| Task |
Count every line below that holds "ApplyContext". Number only.

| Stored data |
+---+

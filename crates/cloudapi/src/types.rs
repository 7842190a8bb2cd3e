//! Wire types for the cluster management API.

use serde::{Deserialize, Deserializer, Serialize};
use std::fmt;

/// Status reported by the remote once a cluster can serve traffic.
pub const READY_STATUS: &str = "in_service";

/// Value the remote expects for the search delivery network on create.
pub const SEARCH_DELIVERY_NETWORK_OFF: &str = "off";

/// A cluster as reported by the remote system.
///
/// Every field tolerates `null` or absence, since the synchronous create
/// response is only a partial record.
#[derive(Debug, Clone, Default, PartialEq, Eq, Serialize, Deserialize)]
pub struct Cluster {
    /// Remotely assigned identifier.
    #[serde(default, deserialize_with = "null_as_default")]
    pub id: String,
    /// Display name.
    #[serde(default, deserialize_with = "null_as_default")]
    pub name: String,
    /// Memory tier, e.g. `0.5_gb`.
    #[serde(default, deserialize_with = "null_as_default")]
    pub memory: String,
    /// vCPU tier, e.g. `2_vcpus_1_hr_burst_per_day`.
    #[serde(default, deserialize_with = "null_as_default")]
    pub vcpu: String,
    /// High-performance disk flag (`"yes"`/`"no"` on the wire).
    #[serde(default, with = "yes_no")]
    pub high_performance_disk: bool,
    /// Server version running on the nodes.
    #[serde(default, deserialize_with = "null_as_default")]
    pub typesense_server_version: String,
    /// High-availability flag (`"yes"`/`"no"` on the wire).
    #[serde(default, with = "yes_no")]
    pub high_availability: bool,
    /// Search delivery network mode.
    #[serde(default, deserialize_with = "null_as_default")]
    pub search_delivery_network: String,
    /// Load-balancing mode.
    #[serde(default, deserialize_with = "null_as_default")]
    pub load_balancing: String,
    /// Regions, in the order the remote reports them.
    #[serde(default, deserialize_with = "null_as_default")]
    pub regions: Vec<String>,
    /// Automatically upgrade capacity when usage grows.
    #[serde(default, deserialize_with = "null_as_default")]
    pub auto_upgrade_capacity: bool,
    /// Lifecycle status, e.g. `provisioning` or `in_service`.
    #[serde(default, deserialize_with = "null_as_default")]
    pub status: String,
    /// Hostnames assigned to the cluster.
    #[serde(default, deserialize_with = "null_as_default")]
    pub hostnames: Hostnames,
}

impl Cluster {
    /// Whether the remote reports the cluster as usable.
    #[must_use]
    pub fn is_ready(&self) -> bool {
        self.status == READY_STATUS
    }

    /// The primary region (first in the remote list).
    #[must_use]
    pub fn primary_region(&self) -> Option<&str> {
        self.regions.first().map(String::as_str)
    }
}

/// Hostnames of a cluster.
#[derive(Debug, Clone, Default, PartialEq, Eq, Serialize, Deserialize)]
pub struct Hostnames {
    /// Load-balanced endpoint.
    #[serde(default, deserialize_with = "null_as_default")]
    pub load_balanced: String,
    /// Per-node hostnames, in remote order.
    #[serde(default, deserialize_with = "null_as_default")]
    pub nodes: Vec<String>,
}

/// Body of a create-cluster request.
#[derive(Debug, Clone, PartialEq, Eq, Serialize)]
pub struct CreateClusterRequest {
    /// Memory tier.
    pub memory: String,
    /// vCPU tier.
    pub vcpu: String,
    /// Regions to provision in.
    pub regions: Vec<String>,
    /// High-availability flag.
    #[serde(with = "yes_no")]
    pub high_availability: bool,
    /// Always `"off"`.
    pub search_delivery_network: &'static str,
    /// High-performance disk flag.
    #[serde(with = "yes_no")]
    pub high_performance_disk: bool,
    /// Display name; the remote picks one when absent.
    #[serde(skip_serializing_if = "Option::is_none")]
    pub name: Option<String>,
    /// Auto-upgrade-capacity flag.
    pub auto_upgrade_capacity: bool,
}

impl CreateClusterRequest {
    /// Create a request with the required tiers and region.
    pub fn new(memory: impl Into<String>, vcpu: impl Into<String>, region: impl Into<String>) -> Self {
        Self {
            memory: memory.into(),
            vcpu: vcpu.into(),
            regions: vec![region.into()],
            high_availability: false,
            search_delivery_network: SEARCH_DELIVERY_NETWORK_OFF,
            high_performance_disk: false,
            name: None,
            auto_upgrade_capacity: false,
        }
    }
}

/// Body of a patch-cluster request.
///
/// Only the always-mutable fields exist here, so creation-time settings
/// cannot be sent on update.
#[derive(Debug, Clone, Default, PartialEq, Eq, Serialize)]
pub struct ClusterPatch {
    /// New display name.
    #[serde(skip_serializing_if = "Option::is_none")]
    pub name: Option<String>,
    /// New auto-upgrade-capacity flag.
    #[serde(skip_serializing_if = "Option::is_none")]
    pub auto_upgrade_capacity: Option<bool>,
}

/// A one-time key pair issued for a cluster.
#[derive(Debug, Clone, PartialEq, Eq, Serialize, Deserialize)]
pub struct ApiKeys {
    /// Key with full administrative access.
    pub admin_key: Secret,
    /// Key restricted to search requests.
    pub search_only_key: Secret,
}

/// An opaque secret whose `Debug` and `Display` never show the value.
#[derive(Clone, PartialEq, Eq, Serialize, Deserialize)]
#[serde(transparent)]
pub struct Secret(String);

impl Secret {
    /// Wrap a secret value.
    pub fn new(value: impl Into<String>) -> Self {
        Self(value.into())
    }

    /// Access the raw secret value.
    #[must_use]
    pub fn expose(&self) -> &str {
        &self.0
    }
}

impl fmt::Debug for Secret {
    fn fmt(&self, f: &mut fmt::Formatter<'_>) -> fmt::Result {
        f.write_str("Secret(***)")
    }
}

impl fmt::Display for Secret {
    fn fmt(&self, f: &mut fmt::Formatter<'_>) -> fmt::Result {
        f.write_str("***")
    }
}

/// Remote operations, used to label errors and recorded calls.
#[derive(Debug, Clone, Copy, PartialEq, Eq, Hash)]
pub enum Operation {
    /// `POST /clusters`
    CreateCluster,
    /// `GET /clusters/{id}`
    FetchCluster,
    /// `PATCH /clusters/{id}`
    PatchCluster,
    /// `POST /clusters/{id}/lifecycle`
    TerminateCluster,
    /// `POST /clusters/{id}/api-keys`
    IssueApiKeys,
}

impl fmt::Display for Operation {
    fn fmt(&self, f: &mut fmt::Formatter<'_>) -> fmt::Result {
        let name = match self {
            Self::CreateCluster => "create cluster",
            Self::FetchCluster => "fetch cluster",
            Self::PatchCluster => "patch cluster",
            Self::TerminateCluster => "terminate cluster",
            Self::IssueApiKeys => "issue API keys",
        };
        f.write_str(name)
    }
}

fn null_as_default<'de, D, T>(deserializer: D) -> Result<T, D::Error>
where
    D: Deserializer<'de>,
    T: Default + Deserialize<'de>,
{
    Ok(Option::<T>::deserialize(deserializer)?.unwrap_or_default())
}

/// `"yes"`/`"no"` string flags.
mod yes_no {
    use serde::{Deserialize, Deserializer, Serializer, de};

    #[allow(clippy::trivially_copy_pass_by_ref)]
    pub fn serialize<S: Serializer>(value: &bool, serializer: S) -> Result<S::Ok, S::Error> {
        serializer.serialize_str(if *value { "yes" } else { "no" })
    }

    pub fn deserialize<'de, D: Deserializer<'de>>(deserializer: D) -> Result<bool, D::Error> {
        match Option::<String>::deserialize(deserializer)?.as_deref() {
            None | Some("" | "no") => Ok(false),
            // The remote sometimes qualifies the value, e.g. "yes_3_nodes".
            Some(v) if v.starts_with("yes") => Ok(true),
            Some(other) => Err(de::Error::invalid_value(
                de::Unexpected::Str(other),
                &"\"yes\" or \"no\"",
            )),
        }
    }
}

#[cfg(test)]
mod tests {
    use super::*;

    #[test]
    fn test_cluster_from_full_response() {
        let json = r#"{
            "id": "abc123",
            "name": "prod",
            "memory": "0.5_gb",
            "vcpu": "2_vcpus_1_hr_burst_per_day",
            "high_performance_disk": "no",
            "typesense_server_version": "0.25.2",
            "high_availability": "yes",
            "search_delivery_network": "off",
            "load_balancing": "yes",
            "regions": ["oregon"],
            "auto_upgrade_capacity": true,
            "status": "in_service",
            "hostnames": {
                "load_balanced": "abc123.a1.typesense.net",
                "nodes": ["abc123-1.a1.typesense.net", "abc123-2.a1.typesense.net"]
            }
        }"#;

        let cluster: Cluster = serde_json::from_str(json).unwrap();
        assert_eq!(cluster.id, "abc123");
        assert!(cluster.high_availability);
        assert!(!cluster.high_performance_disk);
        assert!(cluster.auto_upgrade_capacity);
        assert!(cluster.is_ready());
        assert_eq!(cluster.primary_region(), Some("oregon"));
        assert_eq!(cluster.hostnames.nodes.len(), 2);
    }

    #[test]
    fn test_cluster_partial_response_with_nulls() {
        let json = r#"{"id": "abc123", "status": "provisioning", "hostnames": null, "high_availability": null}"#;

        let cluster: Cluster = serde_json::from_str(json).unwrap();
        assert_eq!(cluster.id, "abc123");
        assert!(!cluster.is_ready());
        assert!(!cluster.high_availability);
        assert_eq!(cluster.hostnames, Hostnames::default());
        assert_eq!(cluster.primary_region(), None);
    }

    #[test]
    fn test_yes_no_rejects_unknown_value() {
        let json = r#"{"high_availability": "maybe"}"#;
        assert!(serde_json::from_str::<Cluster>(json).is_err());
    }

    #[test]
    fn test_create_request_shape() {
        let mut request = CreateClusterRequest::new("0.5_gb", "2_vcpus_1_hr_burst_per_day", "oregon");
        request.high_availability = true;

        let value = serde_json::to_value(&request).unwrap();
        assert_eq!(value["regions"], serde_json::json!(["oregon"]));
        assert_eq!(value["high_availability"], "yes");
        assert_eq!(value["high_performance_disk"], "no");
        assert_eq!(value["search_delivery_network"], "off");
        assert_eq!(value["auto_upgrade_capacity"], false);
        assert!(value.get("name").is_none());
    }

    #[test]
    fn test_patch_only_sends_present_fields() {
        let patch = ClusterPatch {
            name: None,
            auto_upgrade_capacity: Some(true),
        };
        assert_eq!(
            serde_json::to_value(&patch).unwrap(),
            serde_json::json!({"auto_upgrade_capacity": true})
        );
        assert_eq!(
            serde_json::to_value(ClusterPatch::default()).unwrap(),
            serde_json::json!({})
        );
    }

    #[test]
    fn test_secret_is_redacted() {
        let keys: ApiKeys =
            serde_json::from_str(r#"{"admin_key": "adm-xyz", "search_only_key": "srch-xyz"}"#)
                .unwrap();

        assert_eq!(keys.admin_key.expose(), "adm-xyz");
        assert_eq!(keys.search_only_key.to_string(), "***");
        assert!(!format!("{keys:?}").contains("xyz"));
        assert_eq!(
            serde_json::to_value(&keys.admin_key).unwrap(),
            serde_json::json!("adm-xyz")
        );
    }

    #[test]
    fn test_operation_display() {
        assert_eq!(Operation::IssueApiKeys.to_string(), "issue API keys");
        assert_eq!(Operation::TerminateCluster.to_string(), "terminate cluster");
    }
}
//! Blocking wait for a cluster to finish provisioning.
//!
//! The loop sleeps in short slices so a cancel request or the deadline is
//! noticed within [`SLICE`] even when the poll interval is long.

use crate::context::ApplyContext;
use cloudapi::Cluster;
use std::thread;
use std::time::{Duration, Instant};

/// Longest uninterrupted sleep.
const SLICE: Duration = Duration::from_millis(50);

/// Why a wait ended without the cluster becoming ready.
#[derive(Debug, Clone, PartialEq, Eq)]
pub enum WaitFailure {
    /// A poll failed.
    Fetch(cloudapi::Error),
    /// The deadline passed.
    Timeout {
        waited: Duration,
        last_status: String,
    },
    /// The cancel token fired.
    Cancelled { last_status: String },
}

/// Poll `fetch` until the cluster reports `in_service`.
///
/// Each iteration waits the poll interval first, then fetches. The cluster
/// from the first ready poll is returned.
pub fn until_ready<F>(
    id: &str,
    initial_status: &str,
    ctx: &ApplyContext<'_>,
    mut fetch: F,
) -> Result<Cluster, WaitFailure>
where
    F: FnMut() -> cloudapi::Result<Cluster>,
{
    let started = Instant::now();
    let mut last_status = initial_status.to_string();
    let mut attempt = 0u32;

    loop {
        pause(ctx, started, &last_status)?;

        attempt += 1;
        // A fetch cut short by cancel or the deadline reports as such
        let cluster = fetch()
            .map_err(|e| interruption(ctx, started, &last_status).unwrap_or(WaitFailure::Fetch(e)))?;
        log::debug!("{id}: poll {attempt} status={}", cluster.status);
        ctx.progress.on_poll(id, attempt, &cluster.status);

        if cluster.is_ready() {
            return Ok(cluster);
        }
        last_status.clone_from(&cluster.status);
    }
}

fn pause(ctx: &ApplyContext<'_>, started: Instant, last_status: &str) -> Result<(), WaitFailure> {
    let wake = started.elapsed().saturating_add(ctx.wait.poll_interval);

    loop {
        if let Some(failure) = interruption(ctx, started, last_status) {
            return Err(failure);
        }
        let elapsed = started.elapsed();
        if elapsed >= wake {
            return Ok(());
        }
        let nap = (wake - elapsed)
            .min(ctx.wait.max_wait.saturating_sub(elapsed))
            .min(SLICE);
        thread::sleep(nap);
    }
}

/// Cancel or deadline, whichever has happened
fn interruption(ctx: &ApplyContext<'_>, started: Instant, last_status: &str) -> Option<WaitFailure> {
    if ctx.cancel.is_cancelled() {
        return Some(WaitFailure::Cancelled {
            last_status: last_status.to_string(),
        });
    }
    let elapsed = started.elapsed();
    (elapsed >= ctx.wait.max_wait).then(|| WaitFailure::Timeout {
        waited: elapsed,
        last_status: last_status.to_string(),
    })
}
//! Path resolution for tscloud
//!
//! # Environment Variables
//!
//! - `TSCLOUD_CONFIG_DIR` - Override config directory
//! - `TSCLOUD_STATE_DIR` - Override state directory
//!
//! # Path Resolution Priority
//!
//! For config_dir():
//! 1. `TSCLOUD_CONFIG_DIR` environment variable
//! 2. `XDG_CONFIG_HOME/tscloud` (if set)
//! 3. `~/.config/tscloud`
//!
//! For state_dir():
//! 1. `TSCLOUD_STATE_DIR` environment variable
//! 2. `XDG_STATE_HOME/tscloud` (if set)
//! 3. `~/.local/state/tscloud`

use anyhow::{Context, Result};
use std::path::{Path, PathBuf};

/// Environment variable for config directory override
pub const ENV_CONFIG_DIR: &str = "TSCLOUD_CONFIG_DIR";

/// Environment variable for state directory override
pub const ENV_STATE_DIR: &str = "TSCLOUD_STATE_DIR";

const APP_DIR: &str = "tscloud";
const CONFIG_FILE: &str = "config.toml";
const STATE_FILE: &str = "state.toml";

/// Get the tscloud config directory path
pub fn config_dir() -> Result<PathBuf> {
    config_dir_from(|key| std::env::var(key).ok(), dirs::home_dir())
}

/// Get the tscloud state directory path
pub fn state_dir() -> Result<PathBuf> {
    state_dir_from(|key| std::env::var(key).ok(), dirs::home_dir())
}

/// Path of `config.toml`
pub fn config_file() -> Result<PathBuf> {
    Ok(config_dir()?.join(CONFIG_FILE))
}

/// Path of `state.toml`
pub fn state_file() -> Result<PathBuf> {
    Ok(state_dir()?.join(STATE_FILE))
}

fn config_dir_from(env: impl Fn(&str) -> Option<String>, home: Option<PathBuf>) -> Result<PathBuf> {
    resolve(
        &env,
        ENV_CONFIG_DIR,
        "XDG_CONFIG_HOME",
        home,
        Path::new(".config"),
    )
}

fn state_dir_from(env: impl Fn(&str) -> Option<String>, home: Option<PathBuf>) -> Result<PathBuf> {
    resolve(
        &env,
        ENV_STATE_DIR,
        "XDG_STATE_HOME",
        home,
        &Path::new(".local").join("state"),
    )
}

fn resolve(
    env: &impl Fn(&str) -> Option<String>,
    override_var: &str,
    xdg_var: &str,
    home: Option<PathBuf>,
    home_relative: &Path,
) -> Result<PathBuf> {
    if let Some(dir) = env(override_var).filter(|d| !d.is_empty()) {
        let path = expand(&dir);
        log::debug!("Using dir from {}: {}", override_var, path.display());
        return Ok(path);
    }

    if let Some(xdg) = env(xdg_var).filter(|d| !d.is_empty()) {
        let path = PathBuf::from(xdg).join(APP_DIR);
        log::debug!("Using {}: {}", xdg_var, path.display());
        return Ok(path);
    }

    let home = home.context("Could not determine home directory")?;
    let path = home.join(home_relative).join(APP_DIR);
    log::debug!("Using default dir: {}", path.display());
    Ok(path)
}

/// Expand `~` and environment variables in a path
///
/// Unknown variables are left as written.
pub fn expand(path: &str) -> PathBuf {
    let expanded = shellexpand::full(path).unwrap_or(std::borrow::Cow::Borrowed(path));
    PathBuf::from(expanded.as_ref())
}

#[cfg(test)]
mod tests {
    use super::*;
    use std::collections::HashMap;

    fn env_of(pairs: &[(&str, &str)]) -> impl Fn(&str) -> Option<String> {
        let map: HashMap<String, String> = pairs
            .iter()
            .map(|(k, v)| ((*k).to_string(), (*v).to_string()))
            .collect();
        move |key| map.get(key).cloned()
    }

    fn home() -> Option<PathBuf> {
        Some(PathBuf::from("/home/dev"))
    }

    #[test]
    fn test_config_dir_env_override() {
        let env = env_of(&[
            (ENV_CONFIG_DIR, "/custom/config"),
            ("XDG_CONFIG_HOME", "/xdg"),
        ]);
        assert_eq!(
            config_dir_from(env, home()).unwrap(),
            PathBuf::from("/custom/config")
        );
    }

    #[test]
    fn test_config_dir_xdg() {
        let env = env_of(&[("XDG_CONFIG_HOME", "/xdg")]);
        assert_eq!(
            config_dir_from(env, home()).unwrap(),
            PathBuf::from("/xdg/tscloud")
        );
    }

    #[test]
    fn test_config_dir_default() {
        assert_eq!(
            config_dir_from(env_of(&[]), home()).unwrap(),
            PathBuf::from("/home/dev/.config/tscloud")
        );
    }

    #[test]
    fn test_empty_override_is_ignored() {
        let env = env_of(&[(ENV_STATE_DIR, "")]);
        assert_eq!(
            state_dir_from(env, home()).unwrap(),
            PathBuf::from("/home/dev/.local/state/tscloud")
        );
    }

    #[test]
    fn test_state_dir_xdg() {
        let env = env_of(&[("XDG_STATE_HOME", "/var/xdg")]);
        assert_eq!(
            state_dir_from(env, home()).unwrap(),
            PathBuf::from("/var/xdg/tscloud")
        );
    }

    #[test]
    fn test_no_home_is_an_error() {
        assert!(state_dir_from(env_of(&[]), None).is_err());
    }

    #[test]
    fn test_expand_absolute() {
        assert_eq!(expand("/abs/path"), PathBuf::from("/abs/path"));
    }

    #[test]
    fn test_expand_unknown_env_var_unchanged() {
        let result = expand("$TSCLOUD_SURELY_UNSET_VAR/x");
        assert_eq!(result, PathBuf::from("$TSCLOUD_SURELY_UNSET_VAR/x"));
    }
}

+---+

| Answer to the exercise |
4